Ken Girardin, policy analyst at the Empire Center, compiled information for 2016 that showed agency shop fees totaled $192,000 at ECMC, $244,000 at Roswell and the Buffalo schools – at $4 million – provided only combined agency fee and dues figures from nonunion members and union members. In Niagara County, he said, $41,000 was assessed in agency fees in 2016, while Chautauqua County workers not enrolled in a union had $64,000 in agency fees deducted on their paychecks.

Statewide in all levels of governments, he estimated more than 200,000 workers will see an effect from the end of the agency fee system.

“It’s important that local governments comply immediately because they’re risking litigation every day they wait," Girardin said of the Supreme Court’s demand that the agency shop fees are halted.

State eliminates agency fees

The financial effects on unions are already starting. Freeman, from the Comptroller’s Office, said the 31,000 workers seeing an end to their agency fee payments is out of a state workforce of 255,000 people. That total number, though, includes people not in unions and who did not already have agency fees deducted, such as political appointees, thousands of people employed by the Legislature and others. It also does not include state authorities – such as the Thruway Authority or Power Authority, whose payrolls are not processed by DiNapoli’s office.

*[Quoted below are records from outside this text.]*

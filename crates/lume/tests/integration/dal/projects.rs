/*
 *  Copyright 2025 Colliery Software
 *
 *  Licensed under the Apache License, Version 2.0 (the "License");
 *  you may not use this file except in compliance with the License.
 *  You may obtain a copy of the License at
 *
 *      http://www.apache.org/licenses/LICENSE-2.0
 *
 *  Unless required by applicable law or agreed to in writing, software
 *  distributed under the License is distributed on an "AS IS" BASIS,
 *  WITHOUT WARRANTIES OR CONDITIONS OF ANY KIND, either express or implied.
 *  See the License for the specific language governing permissions and
 *  limitations under the License.
 */

use lume::error::ModelDbError;
use lume::models::NewProject;
use lume::ProjectCriteria;

use crate::fixtures::sqlite_fixture;

#[tokio::test]
async fn test_store_and_get_project() {
    let fixture = sqlite_fixture().await;

    let name = fixture
        .service
        .store_project(NewProject::new("injector", "Injector surrogates"))
        .await
        .unwrap();
    assert_eq!(name, "injector");

    let project = fixture
        .service
        .get_project(ProjectCriteria::new().project_name("injector"))
        .await
        .unwrap();
    assert_eq!(project.description, "Injector surrogates");
}

#[tokio::test]
async fn test_duplicate_project_name_rejected() {
    let fixture = sqlite_fixture().await;
    fixture.project("injector").await;

    let err = fixture
        .service
        .store_project(NewProject::new("injector", "again"))
        .await
        .unwrap_err();
    assert!(matches!(err, ModelDbError::Database(_)));
}

#[tokio::test]
async fn test_get_project_not_found() {
    let fixture = sqlite_fixture().await;

    let err = fixture
        .service
        .get_project(ProjectCriteria::new().project_name("nope"))
        .await
        .unwrap_err();
    assert!(matches!(err, ModelDbError::ProjectNotFound(_)));
}
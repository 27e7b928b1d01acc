/*
 *  Copyright 2025 Colliery Software
 *
 *  Licensed under the Apache License, Version 2.0 (the "License");
 *  you may not use this file except in compliance with the License.
 *  You may obtain a copy of the License at
 *
 *      http://www.apache.org/licenses/LICENSE-2.0
 *
 *  Unless required by applicable law or agreed to in writing, software
 *  distributed under the License is distributed on an "AS IS" BASIS,
 *  WITHOUT WARRANTIES OR CONDITIONS OF ANY KIND, either express or implied.
 *  See the License for the specific language governing permissions and
 *  limitations under the License.
 */

//! Implementation of the `get` command.
//!
//! Filters are given as repeated `--filter column=value` flags and validated
//! against the entity's columns before the database is contacted.

use anyhow::{Context, Result};
use clap::ValueEnum;
use lume::dal::criteria::parse_pair;
use lume::{
    Criteria, DeploymentCriteria, FlowCriteria, FlowOfFlowsCriteria, ModelCriteria,
    ModelDbConfig, ProjectCriteria, ValidationError,
};

use super::{connect, print_json};

#[derive(Debug, Clone, Copy, PartialEq, Eq, ValueEnum)]
pub enum Entity {
    Model,
    Deployment,
    LatestDeployment,
    Project,
    Flow,
    FlowOfFlows,
}

fn parse_filters(filters: &[String]) -> Result<Vec<(String, String)>, ValidationError> {
    filters.iter().map(|raw| parse_pair(raw)).collect()
}

fn build_criteria<C: Criteria>(pairs: &[(String, String)]) -> Result<C> {
    C::try_from_pairs(pairs.iter().map(|(k, v)| (k, v))).with_context(|| {
        format!(
            "Invalid filter for {}; columns are: {}",
            C::ENTITY,
            C::COLUMNS.join(", ")
        )
    })
}

pub async fn run(config: &ModelDbConfig, entity: Entity, filters: &[String]) -> Result<()> {
    let pairs = parse_filters(filters)?;
    // Validate before opening a connection.
    match entity {
        Entity::Model => {
            let criteria = build_criteria::<ModelCriteria>(&pairs)?;
            let model = connect(config)?.get_model(criteria).await?;
            print_json(&model)
        }
        Entity::Deployment => {
            let criteria = build_criteria::<DeploymentCriteria>(&pairs)?;
            let deployment = connect(config)?.get_deployment(criteria).await?;
            print_json(&deployment)
        }
        Entity::LatestDeployment => {
            let criteria = build_criteria::<DeploymentCriteria>(&pairs)?;
            let deployment = connect(config)?.get_latest_deployment(criteria).await?;
            print_json(&deployment)
        }
        Entity::Project => {
            let criteria = build_criteria::<ProjectCriteria>(&pairs)?;
            let project = connect(config)?.get_project(criteria).await?;
            print_json(&project)
        }
        Entity::Flow => {
            let criteria = build_criteria::<FlowCriteria>(&pairs)?;
            let flow = connect(config)?.get_flow(criteria).await?;
            print_json(&flow)
        }
        Entity::FlowOfFlows => {
            let criteria = build_criteria::<FlowOfFlowsCriteria>(&pairs)?;
            let flows = connect(config)?.get_flow_of_flows(criteria).await?;
            print_json(&flows)
        }
    }
}
/*
 *  Copyright 2025 Colliery Software
 *
 *  Licensed under the Apache License, Version 2.0 (the "License");
 *  you may not use this file except in compliance with the License.
 *  You may obtain a copy of the License at
 *
 *      http://www.apache.org/licenses/LICENSE-2.0
 *
 *  Unless required by applicable law or agreed to in writing, software
 *  distributed under the License is distributed on an "AS IS" BASIS,
 *  WITHOUT WARRANTIES OR CONDITIONS OF ANY KIND, either express or implied.
 *  See the License for the specific language governing permissions and
 *  limitations under the License.
 */

//! Project operations.

use diesel::prelude::*;
use tracing::debug;

use super::models::ProjectRow;
use super::{filter_by, first_match, Criteria, ModelDbService, ProjectCriteria};
use crate::database::schema::projects;
use crate::error::ModelDbError;
use crate::models::{NewProject, Project};

impl ModelDbService {
    /// Records a project and returns its name.
    pub async fn store_project(&self, project: NewProject) -> Result<String, ModelDbError> {
        let row = ProjectRow::from(project);

        let project_name: String = crate::with_connection!(self.database, |conn| {
            diesel::insert_into(projects::table)
                .values(&row)
                .returning(projects::project_name)
                .get_result::<String>(conn)
        })?;

        debug!(project_name = %project_name, "Stored project");
        Ok(project_name)
    }

    /// Returns the project matching `criteria`.
    ///
    /// Several matches resolve to the first project name in ascending order.
    ///
    /// # Arguments
    ///
    /// * `criteria` - Column equality filters on `project_name` and `description`
    pub async fn get_project(&self, criteria: ProjectCriteria) -> Result<Project, ModelDbError> {
        let description = criteria.describe();

        let rows: Vec<ProjectRow> = crate::with_connection!(self.database, |conn| {
            let mut query = projects::table.select(ProjectRow::as_select()).into_boxed();
            filter_by!(query, criteria, {
                project_name => projects::project_name,
                description => projects::description,
            });
            query
                .order(projects::project_name.asc())
                .load::<ProjectRow>(conn)
        })?;

        debug!(criteria = %description, matches = rows.len(), "Queried projects");
        first_match("project", rows, |row| row.project_name.clone())
            .map(Project::from)
            .ok_or(ModelDbError::ProjectNotFound(description))
    }
}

The union losing the most state workers paying agency fees: the Professional Staff Congress, which represents faculty and others at the City University of New York. In all, 9,852 workers whose agency fees were going to that union will see those fees end this week or next, according to the state Comptroller’s Office. Number two on the list: CSEA, which is seeing halted agency shop fees from 6,311 state workers.

Mario Cilento, president of the state AFL-CIO, said in an email response Tuesday that the Janus decision was well-anticipated. “We are well prepared,’’ Cilento said.

Cilento said unions have bolstered one-on-one communications with members. “What we have going for us is that our members recognize that union members make, on average, $11,000 more a year than their nonunion counterparts and that they are far more likely to have job-provided health insurance and a guaranteed pension,’’ he said.

Cilento said union members in New York see the Janus ruling as “an attack on working people” and, moreover, that 75,000 union members were added in New York State last year.

“As far as the impact on any loss of revenues, a ‘blip’ is expected, but I can assure you our affiliates have prepared for that and in the end we will continue to organize working people across this state and country," Cilento said.